* _What you will do_: Among the entries below, find every line that contains the string "crate", then copy it.
*** Opening of Data provided ***
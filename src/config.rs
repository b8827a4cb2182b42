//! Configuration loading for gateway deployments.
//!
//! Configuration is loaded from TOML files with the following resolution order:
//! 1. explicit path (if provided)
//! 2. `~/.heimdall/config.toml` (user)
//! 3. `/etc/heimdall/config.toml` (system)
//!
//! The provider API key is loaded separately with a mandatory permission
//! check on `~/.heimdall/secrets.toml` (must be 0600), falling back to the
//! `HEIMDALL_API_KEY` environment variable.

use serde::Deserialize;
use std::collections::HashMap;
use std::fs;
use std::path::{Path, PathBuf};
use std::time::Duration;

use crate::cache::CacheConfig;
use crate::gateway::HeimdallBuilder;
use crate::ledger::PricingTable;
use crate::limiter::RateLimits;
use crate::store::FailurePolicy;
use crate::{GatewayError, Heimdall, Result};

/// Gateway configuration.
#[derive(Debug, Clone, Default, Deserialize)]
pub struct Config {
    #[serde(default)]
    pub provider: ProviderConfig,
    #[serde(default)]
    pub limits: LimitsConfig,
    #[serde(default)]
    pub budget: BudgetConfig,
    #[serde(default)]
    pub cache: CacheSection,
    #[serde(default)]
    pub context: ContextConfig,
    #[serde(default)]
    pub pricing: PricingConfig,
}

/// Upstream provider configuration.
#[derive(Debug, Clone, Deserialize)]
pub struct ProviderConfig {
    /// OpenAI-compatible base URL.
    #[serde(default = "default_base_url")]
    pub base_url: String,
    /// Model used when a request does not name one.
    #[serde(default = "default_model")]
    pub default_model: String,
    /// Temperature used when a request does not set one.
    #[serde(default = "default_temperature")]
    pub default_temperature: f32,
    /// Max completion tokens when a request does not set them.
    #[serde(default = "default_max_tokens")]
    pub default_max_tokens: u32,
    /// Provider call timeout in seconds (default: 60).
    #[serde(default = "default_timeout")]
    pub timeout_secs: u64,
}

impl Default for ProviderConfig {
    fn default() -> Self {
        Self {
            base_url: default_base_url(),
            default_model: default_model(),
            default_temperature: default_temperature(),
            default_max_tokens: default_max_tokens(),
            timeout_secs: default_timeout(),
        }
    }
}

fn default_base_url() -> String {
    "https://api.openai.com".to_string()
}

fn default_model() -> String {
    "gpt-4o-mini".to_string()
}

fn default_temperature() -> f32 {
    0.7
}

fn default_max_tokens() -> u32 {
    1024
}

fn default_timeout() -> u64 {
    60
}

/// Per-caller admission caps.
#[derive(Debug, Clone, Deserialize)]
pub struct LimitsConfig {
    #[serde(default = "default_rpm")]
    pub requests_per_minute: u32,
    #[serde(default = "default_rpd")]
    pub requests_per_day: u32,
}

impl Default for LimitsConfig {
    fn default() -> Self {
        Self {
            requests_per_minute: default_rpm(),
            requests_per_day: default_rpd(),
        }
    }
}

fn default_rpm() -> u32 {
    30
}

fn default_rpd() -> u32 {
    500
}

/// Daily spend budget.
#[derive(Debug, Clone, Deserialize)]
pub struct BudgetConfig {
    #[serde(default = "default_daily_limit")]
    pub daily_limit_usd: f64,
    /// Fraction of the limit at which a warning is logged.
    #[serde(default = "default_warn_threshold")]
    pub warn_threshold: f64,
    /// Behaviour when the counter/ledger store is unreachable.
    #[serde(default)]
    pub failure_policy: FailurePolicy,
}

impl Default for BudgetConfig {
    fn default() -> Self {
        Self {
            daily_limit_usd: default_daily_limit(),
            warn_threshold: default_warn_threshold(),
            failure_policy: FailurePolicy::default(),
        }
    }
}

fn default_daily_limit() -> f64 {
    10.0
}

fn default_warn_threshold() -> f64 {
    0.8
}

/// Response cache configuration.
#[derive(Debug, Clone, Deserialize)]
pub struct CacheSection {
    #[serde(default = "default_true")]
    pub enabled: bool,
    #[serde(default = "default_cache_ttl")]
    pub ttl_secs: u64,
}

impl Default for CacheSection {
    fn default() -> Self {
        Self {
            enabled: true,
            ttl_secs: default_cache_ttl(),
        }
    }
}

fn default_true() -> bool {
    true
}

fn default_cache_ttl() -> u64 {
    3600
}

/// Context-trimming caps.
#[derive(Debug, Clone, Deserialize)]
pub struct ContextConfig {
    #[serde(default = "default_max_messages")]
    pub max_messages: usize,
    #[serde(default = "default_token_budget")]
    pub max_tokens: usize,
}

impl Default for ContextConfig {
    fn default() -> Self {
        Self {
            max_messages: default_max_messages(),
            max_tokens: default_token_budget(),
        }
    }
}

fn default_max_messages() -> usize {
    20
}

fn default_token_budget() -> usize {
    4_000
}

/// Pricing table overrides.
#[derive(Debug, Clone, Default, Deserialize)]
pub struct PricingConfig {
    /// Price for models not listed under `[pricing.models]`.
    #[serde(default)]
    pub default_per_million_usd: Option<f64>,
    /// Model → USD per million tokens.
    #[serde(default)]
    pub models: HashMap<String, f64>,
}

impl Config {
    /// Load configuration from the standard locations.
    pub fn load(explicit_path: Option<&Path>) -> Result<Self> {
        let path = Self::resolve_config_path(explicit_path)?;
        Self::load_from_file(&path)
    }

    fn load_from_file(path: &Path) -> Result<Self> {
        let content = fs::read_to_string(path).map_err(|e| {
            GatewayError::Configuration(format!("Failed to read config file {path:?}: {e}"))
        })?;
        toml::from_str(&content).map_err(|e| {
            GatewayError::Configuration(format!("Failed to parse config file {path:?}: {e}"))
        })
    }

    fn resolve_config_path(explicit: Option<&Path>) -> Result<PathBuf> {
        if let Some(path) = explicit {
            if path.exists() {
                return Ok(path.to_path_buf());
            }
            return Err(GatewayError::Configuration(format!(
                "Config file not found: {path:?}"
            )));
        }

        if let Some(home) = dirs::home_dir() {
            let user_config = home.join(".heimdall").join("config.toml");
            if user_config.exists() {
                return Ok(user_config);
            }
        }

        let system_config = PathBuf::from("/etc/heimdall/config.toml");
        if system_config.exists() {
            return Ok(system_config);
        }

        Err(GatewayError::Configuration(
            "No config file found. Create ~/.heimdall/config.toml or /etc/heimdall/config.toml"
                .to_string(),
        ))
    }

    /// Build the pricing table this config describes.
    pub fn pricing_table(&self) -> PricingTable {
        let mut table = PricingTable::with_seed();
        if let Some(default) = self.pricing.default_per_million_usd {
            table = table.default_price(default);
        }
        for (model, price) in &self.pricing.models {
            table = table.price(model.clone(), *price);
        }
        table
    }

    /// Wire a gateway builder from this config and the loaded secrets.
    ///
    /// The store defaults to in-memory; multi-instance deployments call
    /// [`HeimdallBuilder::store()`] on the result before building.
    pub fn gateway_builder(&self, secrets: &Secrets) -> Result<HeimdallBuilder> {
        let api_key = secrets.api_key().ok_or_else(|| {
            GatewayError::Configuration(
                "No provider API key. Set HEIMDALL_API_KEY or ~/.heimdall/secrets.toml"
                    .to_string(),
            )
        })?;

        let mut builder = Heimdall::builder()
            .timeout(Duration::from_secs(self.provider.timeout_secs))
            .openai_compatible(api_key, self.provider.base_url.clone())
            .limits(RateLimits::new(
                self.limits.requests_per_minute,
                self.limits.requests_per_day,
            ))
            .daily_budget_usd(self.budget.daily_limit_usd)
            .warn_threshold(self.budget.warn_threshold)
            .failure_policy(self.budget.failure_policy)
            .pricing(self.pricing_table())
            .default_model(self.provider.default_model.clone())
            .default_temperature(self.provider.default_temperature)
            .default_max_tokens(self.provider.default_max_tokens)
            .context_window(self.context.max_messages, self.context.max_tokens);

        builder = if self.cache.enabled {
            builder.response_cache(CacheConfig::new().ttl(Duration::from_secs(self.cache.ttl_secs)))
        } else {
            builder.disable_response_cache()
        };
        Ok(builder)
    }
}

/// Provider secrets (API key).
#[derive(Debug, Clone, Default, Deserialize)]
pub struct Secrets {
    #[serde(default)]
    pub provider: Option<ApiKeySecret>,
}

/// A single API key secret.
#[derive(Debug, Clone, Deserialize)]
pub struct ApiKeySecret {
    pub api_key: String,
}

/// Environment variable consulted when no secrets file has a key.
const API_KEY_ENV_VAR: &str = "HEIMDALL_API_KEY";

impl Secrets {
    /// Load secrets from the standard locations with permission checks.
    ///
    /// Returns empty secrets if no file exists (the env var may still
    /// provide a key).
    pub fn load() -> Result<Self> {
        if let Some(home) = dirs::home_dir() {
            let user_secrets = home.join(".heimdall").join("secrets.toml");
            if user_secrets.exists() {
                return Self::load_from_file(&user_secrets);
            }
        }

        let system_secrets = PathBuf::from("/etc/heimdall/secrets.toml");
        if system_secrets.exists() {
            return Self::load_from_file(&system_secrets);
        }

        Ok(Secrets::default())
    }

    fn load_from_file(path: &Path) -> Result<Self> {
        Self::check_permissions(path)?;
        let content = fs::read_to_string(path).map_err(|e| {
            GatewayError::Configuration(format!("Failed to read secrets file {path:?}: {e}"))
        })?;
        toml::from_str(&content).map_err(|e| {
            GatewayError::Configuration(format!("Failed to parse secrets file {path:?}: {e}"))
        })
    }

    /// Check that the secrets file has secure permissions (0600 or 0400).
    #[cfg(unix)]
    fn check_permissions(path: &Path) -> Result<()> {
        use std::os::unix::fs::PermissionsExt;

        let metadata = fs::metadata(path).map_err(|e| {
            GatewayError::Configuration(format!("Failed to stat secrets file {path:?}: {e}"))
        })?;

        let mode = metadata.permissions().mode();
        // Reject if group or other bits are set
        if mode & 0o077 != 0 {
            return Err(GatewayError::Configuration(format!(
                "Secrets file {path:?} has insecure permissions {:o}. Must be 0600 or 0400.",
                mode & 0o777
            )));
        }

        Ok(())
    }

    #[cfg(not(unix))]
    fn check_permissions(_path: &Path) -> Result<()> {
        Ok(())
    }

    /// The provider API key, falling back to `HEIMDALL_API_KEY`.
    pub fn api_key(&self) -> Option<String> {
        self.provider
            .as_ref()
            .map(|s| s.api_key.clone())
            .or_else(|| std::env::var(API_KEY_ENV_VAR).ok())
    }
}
*** Close of Data provided ***
* _Answer below_:
use crate::cache::CacheConfig;
use crate::gateway::HeimdallBuilder;
use crate::ledger::PricingTable;
use crate::limiter::RateLimits;
use crate::store::FailurePolicy;
use crate::{GatewayError, Heimdall, Result};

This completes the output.